▶ _Problem to work on_: In the lines below, look for "prepare". Copy each line where it appears.

Collected data:
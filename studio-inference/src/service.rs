//! Request shaping: deploy id to endpoint, endpoint to backend, client
//! fields to upstream sampling.

use crate::backend::{HttpChatBackend, http_client};
use crate::chunk::collect_text;
use crate::proxy::{ProxySettings, proxy_stream};
use async_trait::async_trait;
use bytes::Bytes;
use futures::Stream;
use serde::Deserialize;
use std::convert::Infallible;
use std::sync::Arc;
use std::time::Duration;
use studio_core::auth::{DEFAULT_TOKEN_TTL, ServiceAuth};
use studio_core::config::{InferenceConfig, UpstreamAddressing};
use studio_core::error::StudioError;
use studio_core::llm::{ChatBackend, ChatMessage, ChatRequest, Sampling};
use studio_supervisor::{ModelEndpoint, Supervisor};
use tracing::info;

/// Service name carried in tokens presented to model containers.
pub const BACKEND_SERVICE: &str = "tt-studio-backend";

/// Body of `POST /api/v1/inference/chat`.
#[derive(Debug, Clone, Default, Deserialize)]
pub struct InferenceRequest {
    pub deploy_id: String,
    #[serde(default)]
    pub messages: Vec<ChatMessage>,
    /// Single-turn shorthand for `messages`.
    #[serde(default)]
    pub text: Option<String>,
    #[serde(default)]
    pub system_prompt: Option<String>,
    #[serde(default)]
    pub temperature: Option<f32>,
    #[serde(default)]
    pub top_k: Option<u32>,
    #[serde(default)]
    pub top_p: Option<f32>,
    #[serde(default)]
    pub max_tokens: Option<u32>,
}

impl InferenceRequest {
    /// The conversation to send, built from `messages` or `text`.
    pub fn conversation(&self) -> Result<Vec<ChatMessage>, StudioError> {
        let mut messages = if !self.messages.is_empty() {
            self.messages.clone()
        } else if let Some(text) = self.text.as_deref().filter(|t| !t.trim().is_empty()) {
            vec![ChatMessage::user(text)]
        } else {
            return Err(StudioError::invalid_request(
                "request needs either messages or text",
            ));
        };
        if let Some(system) = self.system_prompt.as_deref()
            && messages.first().is_none_or(|m| m.role != "system")
        {
            messages.insert(0, ChatMessage::system(system));
        }
        Ok(messages)
    }
}

/// Decides which sampling parameters reach the model.
#[derive(Debug, Clone, Copy)]
pub struct SamplingPolicy {
    pub defaults: Sampling,
    pub allow_client_overrides: bool,
}

impl SamplingPolicy {
    pub fn from_config(config: &InferenceConfig) -> Self {
        Self {
            defaults: Sampling {
                temperature: config.default_temperature,
                top_k: config.default_top_k,
                top_p: config.default_top_p,
                max_tokens: config.default_max_tokens,
            },
            allow_client_overrides: config.allow_client_overrides,
        }
    }

    pub fn apply(&self, request: &InferenceRequest) -> Sampling {
        if !self.allow_client_overrides {
            return self.defaults;
        }
        Sampling {
            temperature: request.temperature.unwrap_or(self.defaults.temperature),
            top_k: request.top_k.unwrap_or(self.defaults.top_k),
            top_p: request.top_p.unwrap_or(self.defaults.top_p),
            max_tokens: request.max_tokens.unwrap_or(self.defaults.max_tokens),
        }
    }
}

/// Maps a deployment to where it serves.
#[async_trait]
pub trait EndpointResolver: Send + Sync {
    async fn resolve(&self, deploy_id: &str) -> Result<ModelEndpoint, StudioError>;
}

#[async_trait]
impl EndpointResolver for Supervisor {
    async fn resolve(&self, deploy_id: &str) -> Result<ModelEndpoint, StudioError> {
        self.endpoint(deploy_id).await
    }
}

/// Builds a chat backend for a resolved endpoint.
pub trait BackendFactory: Send + Sync {
    fn backend(&self, endpoint: &ModelEndpoint) -> Result<Arc<dyn ChatBackend>, StudioError>;
}

/// URL of the chat route of a deployment.
pub fn upstream_url(
    endpoint: &ModelEndpoint,
    addressing: UpstreamAddressing,
) -> Result<String, StudioError> {
    match addressing {
        UpstreamAddressing::Network => Ok(format!(
            "http://{}:{}{}",
            endpoint.container_name, endpoint.service_port, endpoint.route
        )),
        UpstreamAddressing::Host => {
            let port = endpoint.host_port.ok_or_else(|| {
                StudioError::not_found(format!(
                    "host port of deployment {}",
                    endpoint.deploy_id
                ))
            })?;
            Ok(format!("http://127.0.0.1:{port}{}", endpoint.route))
        }
    }
}

/// Production factory: one [`HttpChatBackend`] per request over a shared
/// client, signed with the backend secret.
#[derive(Debug, Clone)]
pub struct HttpBackendFactory {
    http: reqwest::Client,
    addressing: UpstreamAddressing,
    auth: Option<ServiceAuth>,
    first_byte_timeout: Duration,
}

impl HttpBackendFactory {
    pub fn from_config(config: &InferenceConfig) -> Result<Self, StudioError> {
        let auth = (!config.backend_jwt_secret.is_empty())
            .then(|| ServiceAuth::new(&config.backend_jwt_secret));
        Ok(Self {
            http: http_client(config)?,
            addressing: config.addressing,
            auth,
            first_byte_timeout: Duration::from_secs(config.first_byte_timeout_secs),
        })
    }
}

impl BackendFactory for HttpBackendFactory {
    fn backend(&self, endpoint: &ModelEndpoint) -> Result<Arc<dyn ChatBackend>, StudioError> {
        let url = upstream_url(endpoint, self.addressing)?;
        let token = match &self.auth {
            Some(auth) => Some(auth.issue(BACKEND_SERVICE, DEFAULT_TOKEN_TTL)?),
            None => None,
        };
        Ok(Arc::new(HttpChatBackend::new(
            self.http.clone(),
            url,
            token,
            self.first_byte_timeout,
        )))
    }
}

/// Entry point used by the HTTP routes and by grounded answering.
#[derive(Clone)]
pub struct InferenceService {
    resolver: Arc<dyn EndpointResolver>,
    backends: Arc<dyn BackendFactory>,
    policy: SamplingPolicy,
    settings: ProxySettings,
}

impl std::fmt::Debug for InferenceService {
    fn fmt(&self, f: &mut std::fmt::Formatter<'_>) -> std::fmt::Result {
        f.debug_struct("InferenceService")
            .field("policy", &self.policy)
            .field("settings", &self.settings)
            .finish_non_exhaustive()
    }
}

impl InferenceService {
    pub fn new(
        resolver: Arc<dyn EndpointResolver>,
        backends: Arc<dyn BackendFactory>,
        policy: SamplingPolicy,
        settings: ProxySettings,
    ) -> Self {
        Self {
            resolver,
            backends,
            policy,
            settings,
        }
    }

    pub fn from_config(
        supervisor: Arc<Supervisor>,
        config: &InferenceConfig,
    ) -> Result<Self, StudioError> {
        Ok(Self::new(
            supervisor,
            Arc::new(HttpBackendFactory::from_config(config)?),
            SamplingPolicy::from_config(config),
            ProxySettings::from_config(config),
        ))
    }

    pub fn policy(&self) -> &SamplingPolicy {
        &self.policy
    }

    async fn prepare(
        &self,
        deploy_id: &str,
        messages: Vec<ChatMessage>,
        sampling: Sampling,
    ) -> Result<(Arc<dyn ChatBackend>, ChatRequest), StudioError> {
        if deploy_id.trim().is_empty() {
            return Err(StudioError::invalid_request("deploy_id is required"));
        }
        let endpoint = self.resolver.resolve(deploy_id).await?;
        let backend = self.backends.backend(&endpoint)?;
        info!(
            deploy_id = %endpoint.deploy_id,
            model_id = %endpoint.model_id,
            max_tokens = sampling.max_tokens,
            "Proxying chat request"
        );
        let request = ChatRequest {
            model: endpoint.served_model,
            messages,
            tools: Vec::new(),
            sampling,
        };
        Ok((backend, request))
    }

    /// Resolve and start a proxied stream. Errors before the first frame are
    /// returned as plain errors so the route can answer with a status code.
    pub async fn stream(
        &self,
        request: InferenceRequest,
    ) -> Result<impl Stream<Item = Result<Bytes, Infallible>> + Send + 'static, StudioError> {
        let messages = request.conversation()?;
        let sampling = self.policy.apply(&request);
        let (backend, chat) = self.prepare(&request.deploy_id, messages, sampling).await?;
        Ok(proxy_stream(backend, chat, self.settings))
    }

    /// Run a generation to completion and return its text.
    pub async fn complete(
        &self,
        deploy_id: &str,
        messages: Vec<ChatMessage>,
    ) -> Result<String, StudioError> {
        let (backend, chat) = self.prepare(deploy_id, messages, self.policy.defaults).await?;
        let stream = backend.generate(chat).await?;
        Ok(collect_text(stream, self.settings.idle_timeout).await?)
    }
}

▶ _Output below_:
    async fn prepare(
        let (backend, chat) = self.prepare(&request.deploy_id, messages, sampling).await?;
        let (backend, chat) = self.prepare(deploy_id, messages, self.policy.defaults).await?;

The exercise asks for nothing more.